I'm still trying to understand relativity. Particularly its time predictions about gravity are puzzling.

Suppose we have the following situation:

A planet the size of Earth, approaches a super-massive black hole. After entering the event horizon, the planet is sucked in. As it's falling toward the center, it reaches C (probably), and then keeps falling until it gets close enough that its own gravity begins to have a measurable effect on the singularity.

From that moment, and for another C/distance amount of time, the singularity is being pulled by the Earth's gravity as well, right?

Now, since the acceleration of gravity caused by the Earth's mass is the same for all objects, regardless of mass, doesn't that mean that the super massive black hole will actually gain in velocity, toward the direction the Earth is approaching it from?

Since the Earth's mass is negligible, in terms of momentum, compared to the black hole, the impact won't affect the singularity's velocity much, will it?

So my question: Is this an unbalanced action/reaction. I mean, does this violate Newton's 3rd law? ("For every action, there must be an equal and opposite reaction.")

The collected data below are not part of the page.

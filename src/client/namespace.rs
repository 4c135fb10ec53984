//! Typed proxy for one remote namespace.

use std::sync::Arc;
use std::time::Instant;

use serde::de::DeserializeOwned;
use serde_json::Value;
use tokio::sync::watch;

use super::connection::ConnectionManager;
use super::{EventSchema, OngoingCalls, SessionProvider};
use crate::error::{CallError, ConnectionError, RemoteError, TransportError};
use crate::plugin::{CallContext, Pipeline};
use crate::signature::CallSignature;
use crate::transport::Connection;

/// Per-call switches.
#[derive(Debug, Clone, Copy, Default, PartialEq, Eq)]
pub struct CallOptions {
    /// Skip the cache for this call only.
    pub disable_cache: bool,
}

struct NamespaceInner {
    name: String,
    manager: ConnectionManager,
    pipeline: Pipeline,
    ongoing: OngoingCalls,
    session: Option<Arc<dyn SessionProvider>>,
    schema: Option<EventSchema>,
}

/// Handle to a remote namespace. Cheap to clone.
#[derive(Clone)]
pub struct Namespace {
    inner: Arc<NamespaceInner>,
}

impl std::fmt::Debug for Namespace {
    fn fmt(&self, f: &mut std::fmt::Formatter<'_>) -> std::fmt::Result {
        f.debug_struct("Namespace")
            .field("name", &self.inner.name)
            .field("manager", &self.inner.manager)
            .field("pipeline", &self.inner.pipeline)
            .finish_non_exhaustive()
    }
}

impl Namespace {
    pub(crate) fn new(
        name: &str,
        manager: ConnectionManager,
        pipeline: Pipeline,
        session: Option<Arc<dyn SessionProvider>>,
        schema: Option<EventSchema>,
    ) -> Self {
        Self {
            inner: Arc::new(NamespaceInner {
                name: name.to_string(),
                manager,
                pipeline,
                ongoing: OngoingCalls::new(),
                session,
                schema,
            }),
        }
    }

    /// Namespace name.
    pub fn name(&self) -> &str {
        &self.inner.name
    }

    /// The underlying connection, once created.
    pub fn socket(&self) -> Option<Arc<dyn Connection>> {
        self.inner.manager.connection()
    }

    /// Connect now instead of on the first call. Idempotent.
    ///
    /// # Panics
    ///
    /// Panics when called outside a Tokio runtime the first time, since the
    /// transport spawns the connection task.
    pub fn connect(&self) {
        self.inner.manager.ensure_connected();
    }

    /// Close the connection; the next call reconnects.
    pub fn disconnect(&self) {
        self.inner.manager.reset();
    }

    /// Calls awaiting their acknowledgment.
    pub fn ongoing_calls(&self) -> &OngoingCalls {
        &self.inner.ongoing
    }

    /// Session provider, if configured.
    pub fn session(&self) -> Option<&Arc<dyn SessionProvider>> {
        self.inner.session.as_ref()
    }

    /// `None` until the first lifecycle notification, then whether the
    /// last one was a failure.
    pub fn is_offline(&self) -> Option<bool> {
        self.inner.manager.is_offline()
    }

    /// Watch the offline flag.
    pub fn offline_state(&self) -> watch::Receiver<Option<bool>> {
        self.inner.manager.offline_state()
    }

    /// Callable handle for `event`. Fails for events outside the schema.
    pub fn method(&self, event: &str) -> Result<RemoteMethod, CallError> {
        self.check_emit(event)?;
        Ok(RemoteMethod {
            namespace: self.clone(),
            event: event.to_string(),
        })
    }

    /// Call `event`. A trailing `{"disableCache": true}` argument is removed
    /// and bypasses the cache.
    pub async fn call(&self, event: &str, args: Vec<Value>) -> Result<Value, CallError> {
        self.call_with(event, args, CallOptions::default()).await
    }

    /// Call `event` and decode the result.
    pub async fn call_as<T: DeserializeOwned>(
        &self,
        event: &str,
        args: Vec<Value>,
    ) -> Result<T, CallError> {
        let value = self.call(event, args).await?;
        serde_json::from_value(value).map_err(|e| CallError::Decode(e.to_string()))
    }

    /// Call `event` with explicit options.
    ///
    /// # Panics
    ///
    /// Panics when polled outside a Tokio runtime and the connection does
    /// not exist yet. See [`Namespace::connect`].
    pub async fn call_with(
        &self,
        event: &str,
        mut args: Vec<Value>,
        options: CallOptions,
    ) -> Result<Value, CallError> {
        self.check_emit(event)?;
        let inner = &self.inner;
        let connection = inner.manager.ensure_connected();
        let started = Instant::now();

        let disable_cache = strip_disable_cache(&mut args) || options.disable_cache;
        let signature = CallSignature::new(&inner.name, event, &args);
        let mut context = CallContext::new(
            signature.clone(),
            inner.manager.is_offline() == Some(true),
            disable_cache,
        );

        if let Some(result) = inner
            .pipeline
            .before_emit(&inner.name, event, &args, &mut context)
            .await
        {
            return Ok(result);
        }

        let has_token = match &inner.session {
            Some(session) => session.get_token().await.is_some(),
            None => false,
        };
        log::debug!(
            "{} called {} at {}",
            signature,
            if has_token { "with token" } else { "without token" },
            chrono::Utc::now().to_rfc3339()
        );

        let pending = inner.ongoing.begin(signature.short());
        let data = connection
            .emit_with_ack(event, args.clone())
            .await
            .map_err(|e| self.transport_failure(event, e))?;
        drop(pending);

        if let Some(error) = RemoteError::from_payload(&data) {
            log::debug!("{} failed: {}", signature, error);
            return Err(CallError::Remote(error));
        }
        log::debug!(
            "{} responded in {}ms at {}",
            signature,
            started.elapsed().as_millis(),
            chrono::Utc::now().to_rfc3339()
        );

        Ok(inner
            .pipeline
            .after_emit(&inner.name, event, &args, data, &mut context)
            .await)
    }

    /// Route server pushes of `event` to `handler`, replacing any previous
    /// handler for the same event.
    ///
    /// May be called before the connection exists; the handler is attached
    /// when it is created.
    pub fn subscribe<F>(&self, event: &str, handler: F) -> Result<(), CallError>
    where
        F: Fn(Vec<Value>) + Send + Sync + 'static,
    {
        if let Some(schema) = &self.inner.schema {
            if !schema.can_listen(event) {
                return Err(CallError::UnknownEvent(event.to_string()));
            }
        }
        self.inner.manager.subscribe(event, Arc::new(handler));
        Ok(())
    }

    /// Stop routing pushes of `event`. Returns whether a handler was set.
    pub fn unsubscribe(&self, event: &str) -> bool {
        self.inner.manager.unsubscribe(event)
    }

    fn check_emit(&self, event: &str) -> Result<(), CallError> {
        match &self.inner.schema {
            Some(schema) if !schema.can_emit(event) => {
                Err(CallError::UnknownEvent(event.to_string()))
            }
            _ => Ok(()),
        }
    }

    fn transport_failure(&self, event: &str, error: TransportError) -> CallError {
        match error {
            TransportError::ConnectFailed(message) => CallError::Connection(
                ConnectionError::from_transport(&message, &self.inner.name, Some(event)),
            ),
            other => CallError::Transport(other),
        }
    }
}

/// Remove a trailing `{"disableCache": true}` argument.
fn strip_disable_cache(args: &mut Vec<Value>) -> bool {
    let marked = args
        .last()
        .and_then(Value::as_object)
        .and_then(|last| last.get("disableCache"))
        .and_then(Value::as_bool)
        .unwrap_or(false);
    if marked {
        args.pop();
    }
    marked
}

/// A single remote event bound to its namespace.
#[derive(Debug, Clone)]
pub struct RemoteMethod {
    namespace: Namespace,
    event: String,
}

impl RemoteMethod {
    /// Event name.
    pub fn event(&self) -> &str {
        &self.event
    }

    /// Call the event.
    pub async fn call(&self, args: Vec<Value>) -> Result<Value, CallError> {
        self.namespace.call(&self.event, args).await
    }

    /// Call the event and decode the result.
    pub async fn call_as<T: DeserializeOwned>(&self, args: Vec<Value>) -> Result<T, CallError> {
        self.namespace.call_as(&self.event, args).await
    }

    /// Call the event with explicit options.
    pub async fn call_with(
        &self,
        args: Vec<Value>,
        options: CallOptions,
    ) -> Result<Value, CallError> {
        self.namespace.call_with(&self.event, args, options).await
    }
}
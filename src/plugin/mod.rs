//! Hook pipeline around every remote call.
//!
//! A [`Plugin`] implements only the hooks it cares about; every hook has a
//! no-op default. The [`Pipeline`] runs plugins strictly in registration
//! order:
//!
//! ```text
//! call ──▶ before_emit(p1) ──▶ before_emit(p2) ──▶ … ──▶ transport
//!              │ ShortCircuit(v)                           │
//!              ▼                                           ▼
//!           return v              after_emit(p1) ──▶ after_emit(p2) ──▶ caller
//! ```
//!
//! The first plugin that short-circuits ends the chain: later `before_emit`
//! hooks do not run, no remote call happens, and no `after_emit` hook runs.

pub mod cache;

use std::sync::Arc;

use async_trait::async_trait;
use serde_json::Value;

use crate::client::SocketClient;
use crate::error::ConnectionError;
use crate::signature::CallSignature;

pub use cache::{CacheOptions, CachePlugin, Ttl, CACHE_PLUGIN_NAME};

/// Per-call state shared between plugins, discarded when the call completes.
#[derive(Debug, Clone)]
pub struct CallContext {
    /// Signature of the call, computed once at call start.
    pub signature: CallSignature,
    /// Whether the namespace connection was flagged offline at call start.
    pub is_offline: bool,
    /// Whether the caller asked to bypass the cache for this call.
    pub disable_cache: bool,
    /// Cache key, set by the cache plugin when it consulted the cache.
    pub cache_key: Option<String>,
}

impl CallContext {
    /// Fresh context for one call.
    pub fn new(signature: CallSignature, is_offline: bool, disable_cache: bool) -> Self {
        Self {
            signature,
            is_offline,
            disable_cache,
            cache_key: None,
        }
    }
}

/// Decision of a `before_emit` hook.
#[derive(Debug, Clone, PartialEq)]
pub enum BeforeEmit {
    /// Let the call proceed to the next plugin (and eventually the transport).
    Continue,
    /// Answer the call with this value without contacting the transport.
    ShortCircuit(Value),
}

/// A participant in the call pipeline.
#[async_trait]
pub trait Plugin: Send + Sync {
    /// Stable plugin name.
    fn name(&self) -> &str;

    /// Called once per namespace the plugin is installed on, at setup time.
    fn install(&self, _client: &SocketClient) {}

    /// Runs before the remote call.
    async fn before_emit(
        &self,
        _namespace: &str,
        _event: &str,
        _args: &[Value],
        _context: &mut CallContext,
    ) -> BeforeEmit {
        BeforeEmit::Continue
    }

    /// Runs after a successful remote call; returns the (possibly
    /// transformed) result handed to the next plugin.
    async fn after_emit(
        &self,
        _namespace: &str,
        _event: &str,
        _args: &[Value],
        result: Value,
        _context: &mut CallContext,
    ) -> Value {
        result
    }

    /// The namespace connection was established.
    fn on_connect(&self, _namespace: &str) {}

    /// The namespace connection failed.
    fn on_connect_error(&self, _error: &ConnectionError) {}
}

/// Ordered list of plugins.
#[derive(Clone, Default)]
pub struct Pipeline {
    plugins: Vec<Arc<dyn Plugin>>,
}

impl std::fmt::Debug for Pipeline {
    fn fmt(&self, f: &mut std::fmt::Formatter<'_>) -> std::fmt::Result {
        f.debug_list()
            .entries(self.plugins.iter().map(|p| p.name().to_string()))
            .finish()
    }
}

impl Pipeline {
    /// Pipeline running `plugins` in the given order.
    pub fn new(plugins: Vec<Arc<dyn Plugin>>) -> Self {
        Self { plugins }
    }

    /// Installed plugins, in order.
    pub fn plugins(&self) -> &[Arc<dyn Plugin>] {
        &self.plugins
    }

    /// Plugins taking part in this call. The cache plugin sits out calls
    /// that asked to bypass the cache.
    fn participants<'a>(
        &'a self,
        context: &CallContext,
    ) -> impl Iterator<Item = &'a Arc<dyn Plugin>> + 'a {
        let skip_cache = context.disable_cache;
        self.plugins
            .iter()
            .filter(move |plugin| !(skip_cache && plugin.name() == CACHE_PLUGIN_NAME))
    }

    /// Run `before_emit` hooks. Returns the short-circuit value, if any.
    pub async fn before_emit(
        &self,
        namespace: &str,
        event: &str,
        args: &[Value],
        context: &mut CallContext,
    ) -> Option<Value> {
        let participants: Vec<_> = self.participants(context).cloned().collect();
        for plugin in participants {
            if let BeforeEmit::ShortCircuit(result) =
                plugin.before_emit(namespace, event, args, context).await
            {
                log::debug!(
                    "[Pipeline] {} answered by plugin {}",
                    context.signature,
                    plugin.name()
                );
                return Some(result);
            }
        }
        None
    }

    /// Run `after_emit` hooks, threading the result through each.
    pub async fn after_emit(
        &self,
        namespace: &str,
        event: &str,
        args: &[Value],
        result: Value,
        context: &mut CallContext,
    ) -> Value {
        let participants: Vec<_> = self.participants(context).cloned().collect();
        let mut result = result;
        for plugin in participants {
            result = plugin
                .after_emit(namespace, event, args, result, context)
                .await;
        }
        result
    }

    /// Notify every plugin of a successful connect.
    pub fn on_connect(&self, namespace: &str) {
        for plugin in &self.plugins {
            plugin.on_connect(namespace);
        }
    }

    /// Notify every plugin of a connect failure.
    pub fn on_connect_error(&self, error: &ConnectionError) {
        for plugin in &self.plugins {
            plugin.on_connect_error(error);
        }
    }
}
//! Integration tests for on-disk state: the file-backed response cache and
//! the configuration file.
//!
//! Config tests mutate process environment variables and share
//! `ENV_LOCK` to avoid racing each other.

use std::sync::{Arc, Mutex};
use std::time::Duration;

use serde_json::json;
use socket_call::plugin::cache::CacheStorage;
use socket_call::server::{Handlers, NamespaceServer, Server};
use socket_call::transport::MemoryTransport;
use socket_call::{CacheOptions, CachePlugin, Config, FileStorage, NamespaceOptions, SocketClient};
use tempfile::TempDir;

static ENV_LOCK: Mutex<()> = Mutex::new(());

const CONFIG_ENV_VARS: [&str; 6] = [
    "SOCKET_CALL_CONFIG_DIR",
    "SOCKET_CALL_SERVER_URL",
    "SOCKET_CALL_TOKEN",
    "SOCKET_CALL_TIMEOUT_MS",
    "SOCKET_CALL_CACHE_TTL_SECS",
    "SOCKET_CALL_CACHE_PATH",
];

fn clear_env() {
    for var in CONFIG_ENV_VARS {
        std::env::remove_var(var);
    }
}

#[tokio::test]
async fn test_file_storage_survives_reopen() {
    let temp_dir = TempDir::new().unwrap();
    let path = temp_dir.path().join("cache/responses.json");

    let storage = FileStorage::open(&path).unwrap();
    storage
        .set("ns/get [1]", json!({ "v": 1 }), Duration::from_secs(60))
        .await
        .unwrap();
    storage
        .set("ns/get [2]", json!({ "v": 2 }), Duration::from_secs(60))
        .await
        .unwrap();
    storage.remove("ns/get [2]").await.unwrap();
    assert!(path.exists());

    let reopened = FileStorage::open(&path).unwrap();
    let entry = reopened
        .get("ns/get [1]", Some(Duration::from_secs(60)))
        .await
        .unwrap()
        .unwrap();
    assert!(entry.is_hit());
    assert_eq!(entry.data, json!({ "v": 1 }));
    assert_eq!(entry.ttl, Some(60_000));
    assert_eq!(reopened.get("ns/get [2]", None).await.unwrap(), None);
}

#[cfg(unix)]
#[tokio::test]
async fn test_file_storage_is_owner_only() {
    use std::os::unix::fs::PermissionsExt;

    let temp_dir = TempDir::new().unwrap();
    let path = temp_dir.path().join("responses.json");
    let storage = FileStorage::open(&path).unwrap();
    storage.set("k", json!(1), Duration::from_secs(1)).await.unwrap();

    let mode = std::fs::metadata(&path).unwrap().permissions().mode();
    assert_eq!(mode & 0o777, 0o600);
}

#[tokio::test]
async fn test_corrupt_cache_file_fails_to_open() {
    let temp_dir = TempDir::new().unwrap();
    let path = temp_dir.path().join("responses.json");
    std::fs::write(&path, "not json").unwrap();

    assert!(FileStorage::open(&path).is_err());
}

/// A response cached by one process answers the same call in the next
/// process while offline.
#[tokio::test]
async fn test_persisted_response_answers_offline_call() {
    let temp_dir = TempDir::new().unwrap();
    let path = temp_dir.path().join("responses.json");

    {
        let server = Arc::new(Server::new().with_namespace(NamespaceServer::new("/user", |_| {
            Handlers::new().on("profile", |args| async move { json!({ "id": args[0] }) })
        })));
        let client = SocketClient::with_transport("http://test.com", Arc::new(MemoryTransport::new(server)));
        let storage = Arc::new(FileStorage::open(&path).unwrap());
        let user = client.add_namespace(
            "/user",
            NamespaceOptions::new().plugin(CachePlugin::new(CacheOptions::new(storage))),
        );
        user.call("profile", vec![json!(7)]).await.unwrap();
    }

    let transport = MemoryTransport::unreachable();
    let client = SocketClient::with_transport("http://test.com", Arc::new(transport.clone()));
    let storage = Arc::new(FileStorage::open(&path).unwrap());
    let user = client.add_namespace(
        "/user",
        NamespaceOptions::new().plugin(CachePlugin::new(CacheOptions::new(storage))),
    );
    user.connect();
    let mut offline = user.offline_state();
    tokio::time::timeout(
        Duration::from_secs(5),
        offline.wait_for(|state| *state == Some(true)),
    )
    .await
    .expect("offline flag not set")
    .unwrap();

    let result = user.call("profile", vec![json!(7)]).await.unwrap();
    assert_eq!(result, json!({ "id": 7 }));
    assert_eq!(transport.emit_count(), 0);
}

#[test]
fn test_config_save_and_load_roundtrip() {
    let _lock = ENV_LOCK.lock().unwrap();
    clear_env();
    let temp_dir = TempDir::new().unwrap();
    std::env::set_var("SOCKET_CALL_CONFIG_DIR", temp_dir.path());

    let config = Config {
        server_url: "http://example.test:4000".to_string(),
        cache_ttl_secs: 30,
        cache_path: Some(temp_dir.path().join("cache.json")),
        token: Some("never-written".to_string()),
        ..Config::default()
    };
    config.save().unwrap();

    let written = std::fs::read_to_string(temp_dir.path().join("config.json")).unwrap();
    assert!(!written.contains("never-written"));

    let loaded = Config::load().unwrap();
    assert_eq!(loaded.server_url, "http://example.test:4000");
    assert_eq!(loaded.cache_ttl(), Duration::from_secs(30));
    assert_eq!(loaded.cache_path, config.cache_path);
    assert_eq!(loaded.token, None);

    #[cfg(unix)]
    {
        use std::os::unix::fs::PermissionsExt;
        let mode = std::fs::metadata(temp_dir.path().join("config.json"))
            .unwrap()
            .permissions()
            .mode();
        assert_eq!(mode & 0o777, 0o600);
    }

    clear_env();
}

#[test]
fn test_env_overrides_win_over_file() {
    let _lock = ENV_LOCK.lock().unwrap();
    clear_env();
    let temp_dir = TempDir::new().unwrap();
    std::env::set_var("SOCKET_CALL_CONFIG_DIR", temp_dir.path());
    Config::default().save().unwrap();

    std::env::set_var("SOCKET_CALL_SERVER_URL", "http://override:1");
    std::env::set_var("SOCKET_CALL_TOKEN", "tok");
    std::env::set_var("SOCKET_CALL_TIMEOUT_MS", "250");
    std::env::set_var("SOCKET_CALL_CACHE_TTL_SECS", "not-a-number");

    let config = Config::load().unwrap();
    assert_eq!(config.server_url, "http://override:1");
    assert_eq!(config.token.as_deref(), Some("tok"));
    assert_eq!(config.timeout_ms, 250);
    assert_eq!(config.cache_ttl_secs, 300);
    assert_eq!(config.connect_options().timeout, Duration::from_millis(250));

    clear_env();
}

#[test]
fn test_missing_or_invalid_file_uses_defaults() {
    let _lock = ENV_LOCK.lock().unwrap();
    clear_env();
    let temp_dir = TempDir::new().unwrap();
    std::env::set_var("SOCKET_CALL_CONFIG_DIR", temp_dir.path());

    assert_eq!(Config::load().unwrap(), Config::default());

    std::fs::write(temp_dir.path().join("config.json"), "{ broken").unwrap();
    assert_eq!(Config::load().unwrap(), Config::default());

    clear_env();
}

Is the total momentum of the Earth/ Black hole pair greater after they collide than it was before?

I think what I'm really wondering is how relativity accounts for it all. Certainly the Earth sized object will gain relativistic mass as it approaches the black hole, even though it can only be accelerated up to C. That might add to the force of the impact.

Then, there's the time dilation effect of the singularity. Is the acceleration caused by Earth's gravitational field measured relative to the singularity's time reference? (Which would make it almost zero, or maybe even absolutely zero)?